Home » Interviews »Investor's Chair » Currently Reading:

HIStalk Interviews Grahame Grieve, FHIR Architect and Interoperability Consultant

March 25, 2019 Interviews, Investor's Chair No Comments

Grahame Grieve is a principal with Health Intersections of Melbourne, Australia and was the architect-developer of HL7’s Fast Healthcare Interoperability Resources (FHIR, pronounced “fire”) specification that allows EHRs to exchange information.

image

Was it weird to see FHIR as the only universal topic of HIMSS19?

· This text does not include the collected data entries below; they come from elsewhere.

//! Optimizer passes over the `opt_ir` representation.
//!
//! This crate provides:
//!
//! - **Pass runner** ([`FunctionPass`], [`InstructionPass`]): adapters
//!   from plain transform functions to the host protocol, both exposed as
//!   [`Transform`].
//!
//! - **Host model** ([`Module`], [`FunctionHandle`], [`AnalysisCache`]):
//!   owns the functions and records which cached facts each pass
//!   invalidated.
//!
//! - **Pipeline** ([`PassRegistry`], [`PipelineConfig`], [`PassManager`]):
//!   named passes scheduled from a comma-separated description.
//!
//! - **Transforms**:
//!   - `merge-cond-fails` ([`MERGE_COND_FAILS`]) folds runs of conditional
//!     traps into one trap on the OR of their conditions.
//!   - `simplify-cond-fail` ([`SIMPLIFY_COND_FAIL`]) drops traps on a
//!     constant false condition.
//!   - `dead-code-elim` ([`DEAD_CODE_ELIM`]) removes instructions whose
//!     results are unused.
//!
//! # Tracing
//!
//! Passes log through `tracing`. Call [`init_tracing`] once at startup and
//! set e.g. `RUST_LOG=opt_passes=debug` to see what each pass changed.

mod dead_code;
mod host;
mod merge_cond_fails;
mod pipeline;
mod runner;
mod simplify_cond_fail;

#[cfg(test)]
mod test_helpers;

use std::sync::Once;

pub use dead_code::{eliminate_dead_code, is_trivially_dead, DEAD_CODE_ELIM};
pub use host::{AnalysisCache, FunctionHandle, InstructionHandle, Module};
pub use merge_cond_fails::{merge_cond_fails, MERGE_COND_FAILS};
pub use pipeline::{
    PassManager, PassRegistry, PipelineConfig, PipelineError, PipelineStats, DEFAULT_PIPELINE,
};
pub use runner::{
    FunctionPass, FunctionPassFn, InstructionPass, InstructionPassFn, PassError, Transform,
};
pub use simplify_cond_fail::{simplify_cond_fail, SIMPLIFY_COND_FAIL};

static TRACING_INIT: Once = Once::new();

/// Initialize tracing subscriber for debug output.
///
/// Call this once at startup. Safe to call multiple times.
/// Enable with `RUST_LOG=opt_passes=debug` or `RUST_LOG=opt_ir=trace`.
pub fn init_tracing() {
    TRACING_INIT.call_once(|| {
        use tracing_subscriber::{fmt, prelude::*, EnvFilter};

        // Only initialize if RUST_LOG is set
        if std::env::var("RUST_LOG").is_ok() {
            let filter = EnvFilter::from_default_env();
            tracing_subscriber::registry()
                .with(fmt::layer().with_target(true).with_level(true))
                .with(filter)
                .init();
        }
    });
}

#[cfg(test)]
mod tests;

Not so much weird. Obviously it was gratifying for us to see the community investment that so many people have made becoming justified. It’s definitely worth saying that we really value HIMSS’s active participation in driving the conference in that direction. There was an organicness to the fact that FHIR became the big issue given the way the industry overall is, but HIMSS definitely actively drove that and that was an important part of the picture. I thank Hal for pushing that.

I thought there was maturity at the HIMSS meeting this year. You and I talked about bad FHIR puns and expected to see them all over the place, but we didn’t actually see anything like that. We saw instead quite a lot of maturity around the discourse and the challenges of sharing data. I thought that was really good.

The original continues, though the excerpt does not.